Instructions for the task: Among the entries, find the lines with the string "this" and copy them.

Data excerpts:

┏━━

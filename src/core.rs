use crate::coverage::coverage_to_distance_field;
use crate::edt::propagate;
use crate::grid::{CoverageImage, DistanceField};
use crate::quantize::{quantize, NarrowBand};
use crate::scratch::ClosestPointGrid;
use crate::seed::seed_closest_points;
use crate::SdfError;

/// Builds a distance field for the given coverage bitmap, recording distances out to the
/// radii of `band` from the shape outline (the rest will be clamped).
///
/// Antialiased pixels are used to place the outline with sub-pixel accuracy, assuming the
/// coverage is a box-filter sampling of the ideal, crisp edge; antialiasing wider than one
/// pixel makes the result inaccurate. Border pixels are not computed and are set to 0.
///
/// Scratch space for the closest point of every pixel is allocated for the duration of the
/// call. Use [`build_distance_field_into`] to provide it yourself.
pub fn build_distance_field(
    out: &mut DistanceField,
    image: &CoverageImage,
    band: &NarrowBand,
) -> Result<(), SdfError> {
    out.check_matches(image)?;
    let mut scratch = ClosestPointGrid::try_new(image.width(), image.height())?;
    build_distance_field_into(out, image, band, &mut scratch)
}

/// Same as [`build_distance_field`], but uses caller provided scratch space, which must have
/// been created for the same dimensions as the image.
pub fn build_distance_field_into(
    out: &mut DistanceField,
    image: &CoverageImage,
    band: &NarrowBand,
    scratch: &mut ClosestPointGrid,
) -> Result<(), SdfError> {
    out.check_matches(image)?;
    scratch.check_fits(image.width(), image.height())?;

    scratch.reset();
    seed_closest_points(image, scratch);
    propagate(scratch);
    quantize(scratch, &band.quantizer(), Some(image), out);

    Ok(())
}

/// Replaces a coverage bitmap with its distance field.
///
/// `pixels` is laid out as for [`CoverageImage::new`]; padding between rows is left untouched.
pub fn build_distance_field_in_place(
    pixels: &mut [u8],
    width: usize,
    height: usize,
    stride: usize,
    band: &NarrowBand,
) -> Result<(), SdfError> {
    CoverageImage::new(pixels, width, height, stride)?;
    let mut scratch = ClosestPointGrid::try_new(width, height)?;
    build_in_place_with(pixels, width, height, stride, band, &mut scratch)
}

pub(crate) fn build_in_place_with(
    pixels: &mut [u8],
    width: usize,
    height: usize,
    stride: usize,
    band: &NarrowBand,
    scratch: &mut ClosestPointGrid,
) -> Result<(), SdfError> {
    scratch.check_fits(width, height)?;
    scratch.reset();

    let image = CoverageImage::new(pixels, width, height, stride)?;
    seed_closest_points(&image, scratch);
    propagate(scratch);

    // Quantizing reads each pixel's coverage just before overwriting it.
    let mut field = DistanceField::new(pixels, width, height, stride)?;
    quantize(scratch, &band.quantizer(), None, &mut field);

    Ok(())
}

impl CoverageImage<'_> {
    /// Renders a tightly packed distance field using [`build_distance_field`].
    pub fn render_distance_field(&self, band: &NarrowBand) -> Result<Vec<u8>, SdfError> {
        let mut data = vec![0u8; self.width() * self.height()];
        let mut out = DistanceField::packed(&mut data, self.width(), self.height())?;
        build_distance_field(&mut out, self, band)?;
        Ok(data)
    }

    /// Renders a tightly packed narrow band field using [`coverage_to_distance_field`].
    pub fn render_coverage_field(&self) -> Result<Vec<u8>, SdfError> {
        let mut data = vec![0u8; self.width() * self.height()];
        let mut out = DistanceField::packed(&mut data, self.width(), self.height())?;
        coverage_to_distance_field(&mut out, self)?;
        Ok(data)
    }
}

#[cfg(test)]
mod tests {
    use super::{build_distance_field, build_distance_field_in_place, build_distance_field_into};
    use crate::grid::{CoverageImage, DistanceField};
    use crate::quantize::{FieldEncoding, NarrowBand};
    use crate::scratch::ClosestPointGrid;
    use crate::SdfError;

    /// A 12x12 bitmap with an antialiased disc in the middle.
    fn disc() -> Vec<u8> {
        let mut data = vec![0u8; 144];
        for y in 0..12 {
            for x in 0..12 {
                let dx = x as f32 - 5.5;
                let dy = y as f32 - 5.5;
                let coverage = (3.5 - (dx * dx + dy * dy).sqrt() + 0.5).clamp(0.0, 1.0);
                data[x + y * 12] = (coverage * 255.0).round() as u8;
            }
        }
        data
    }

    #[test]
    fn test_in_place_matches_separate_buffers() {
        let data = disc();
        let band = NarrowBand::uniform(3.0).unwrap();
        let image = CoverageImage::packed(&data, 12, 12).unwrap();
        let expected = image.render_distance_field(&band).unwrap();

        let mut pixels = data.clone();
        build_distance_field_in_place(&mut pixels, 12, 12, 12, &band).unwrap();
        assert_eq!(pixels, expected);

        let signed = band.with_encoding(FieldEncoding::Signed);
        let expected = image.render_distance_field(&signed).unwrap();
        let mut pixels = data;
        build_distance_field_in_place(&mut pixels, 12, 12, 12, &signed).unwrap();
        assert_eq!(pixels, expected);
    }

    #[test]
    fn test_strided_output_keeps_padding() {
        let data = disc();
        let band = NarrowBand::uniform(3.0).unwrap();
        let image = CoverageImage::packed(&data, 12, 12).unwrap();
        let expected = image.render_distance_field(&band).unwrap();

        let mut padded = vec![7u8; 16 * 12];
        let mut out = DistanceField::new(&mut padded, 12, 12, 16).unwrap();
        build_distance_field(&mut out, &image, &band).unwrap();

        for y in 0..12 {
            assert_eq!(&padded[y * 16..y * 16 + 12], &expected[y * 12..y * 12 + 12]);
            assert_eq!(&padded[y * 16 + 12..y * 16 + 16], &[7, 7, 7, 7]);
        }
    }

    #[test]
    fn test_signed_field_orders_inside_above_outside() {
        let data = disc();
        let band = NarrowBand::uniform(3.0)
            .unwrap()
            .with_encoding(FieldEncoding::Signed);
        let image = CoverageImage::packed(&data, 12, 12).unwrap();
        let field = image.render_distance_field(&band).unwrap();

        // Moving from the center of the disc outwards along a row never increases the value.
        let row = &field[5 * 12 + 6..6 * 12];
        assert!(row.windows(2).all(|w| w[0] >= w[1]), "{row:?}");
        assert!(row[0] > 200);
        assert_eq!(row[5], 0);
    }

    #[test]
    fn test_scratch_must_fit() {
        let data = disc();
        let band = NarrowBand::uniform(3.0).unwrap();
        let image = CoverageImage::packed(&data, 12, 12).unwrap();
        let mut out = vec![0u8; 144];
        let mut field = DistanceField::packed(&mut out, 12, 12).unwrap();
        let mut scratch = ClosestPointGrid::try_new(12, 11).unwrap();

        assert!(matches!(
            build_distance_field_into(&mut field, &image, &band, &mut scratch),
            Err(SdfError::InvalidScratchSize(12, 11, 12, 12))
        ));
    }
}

┗━━
┏━━

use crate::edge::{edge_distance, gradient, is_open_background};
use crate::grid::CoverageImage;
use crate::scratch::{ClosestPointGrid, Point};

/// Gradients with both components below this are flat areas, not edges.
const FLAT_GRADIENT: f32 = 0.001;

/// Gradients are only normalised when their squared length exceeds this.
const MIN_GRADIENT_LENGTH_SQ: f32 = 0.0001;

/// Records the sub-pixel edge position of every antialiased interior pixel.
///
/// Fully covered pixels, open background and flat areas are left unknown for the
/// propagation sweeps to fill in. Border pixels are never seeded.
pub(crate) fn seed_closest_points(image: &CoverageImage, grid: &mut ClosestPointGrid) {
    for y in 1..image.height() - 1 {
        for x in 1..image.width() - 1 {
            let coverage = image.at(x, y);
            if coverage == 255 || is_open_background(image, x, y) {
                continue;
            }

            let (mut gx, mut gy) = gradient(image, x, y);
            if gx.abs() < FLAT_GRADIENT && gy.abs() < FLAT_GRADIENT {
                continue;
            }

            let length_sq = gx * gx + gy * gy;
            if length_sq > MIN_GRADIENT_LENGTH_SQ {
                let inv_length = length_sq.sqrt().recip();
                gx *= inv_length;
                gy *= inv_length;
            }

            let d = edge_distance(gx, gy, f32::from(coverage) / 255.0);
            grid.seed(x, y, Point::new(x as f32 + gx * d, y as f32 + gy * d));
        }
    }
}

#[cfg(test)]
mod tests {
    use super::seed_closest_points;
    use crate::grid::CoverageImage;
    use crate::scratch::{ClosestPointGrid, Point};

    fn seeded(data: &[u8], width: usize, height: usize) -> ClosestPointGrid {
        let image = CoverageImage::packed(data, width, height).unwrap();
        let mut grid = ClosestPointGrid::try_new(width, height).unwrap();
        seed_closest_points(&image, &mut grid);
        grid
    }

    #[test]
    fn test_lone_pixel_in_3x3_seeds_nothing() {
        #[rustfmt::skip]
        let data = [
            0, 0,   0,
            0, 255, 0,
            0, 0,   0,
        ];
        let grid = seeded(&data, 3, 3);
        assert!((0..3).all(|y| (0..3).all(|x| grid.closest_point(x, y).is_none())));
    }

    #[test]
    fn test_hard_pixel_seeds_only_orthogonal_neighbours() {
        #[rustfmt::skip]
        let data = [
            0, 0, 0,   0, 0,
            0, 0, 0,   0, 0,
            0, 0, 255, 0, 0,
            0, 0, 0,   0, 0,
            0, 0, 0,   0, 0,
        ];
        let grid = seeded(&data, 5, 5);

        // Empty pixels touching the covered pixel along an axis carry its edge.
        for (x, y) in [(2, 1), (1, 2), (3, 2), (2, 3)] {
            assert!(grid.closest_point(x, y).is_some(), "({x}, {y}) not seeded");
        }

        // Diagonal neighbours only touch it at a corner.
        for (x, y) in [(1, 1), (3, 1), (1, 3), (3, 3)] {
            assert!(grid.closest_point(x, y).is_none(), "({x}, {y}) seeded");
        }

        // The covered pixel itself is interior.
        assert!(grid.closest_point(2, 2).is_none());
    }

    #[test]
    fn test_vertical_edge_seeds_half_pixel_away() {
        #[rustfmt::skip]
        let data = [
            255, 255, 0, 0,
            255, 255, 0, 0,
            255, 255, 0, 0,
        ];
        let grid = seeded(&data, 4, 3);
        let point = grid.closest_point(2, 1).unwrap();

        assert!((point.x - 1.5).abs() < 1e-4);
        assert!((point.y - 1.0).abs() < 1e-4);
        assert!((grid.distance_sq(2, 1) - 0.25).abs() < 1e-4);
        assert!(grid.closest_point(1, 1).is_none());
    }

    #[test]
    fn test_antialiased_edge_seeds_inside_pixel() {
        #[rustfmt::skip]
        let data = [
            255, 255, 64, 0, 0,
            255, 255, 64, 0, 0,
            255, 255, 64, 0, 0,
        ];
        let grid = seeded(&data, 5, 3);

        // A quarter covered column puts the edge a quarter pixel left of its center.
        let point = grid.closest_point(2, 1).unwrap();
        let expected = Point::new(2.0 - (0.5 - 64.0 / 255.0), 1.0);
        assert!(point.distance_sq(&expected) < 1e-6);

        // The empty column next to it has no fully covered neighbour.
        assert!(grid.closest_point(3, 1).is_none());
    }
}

┗━━

Written answer:
/// Gradients with both components below this are flat areas, not edges.
/// Gradients are only normalised when their squared length exceeds this.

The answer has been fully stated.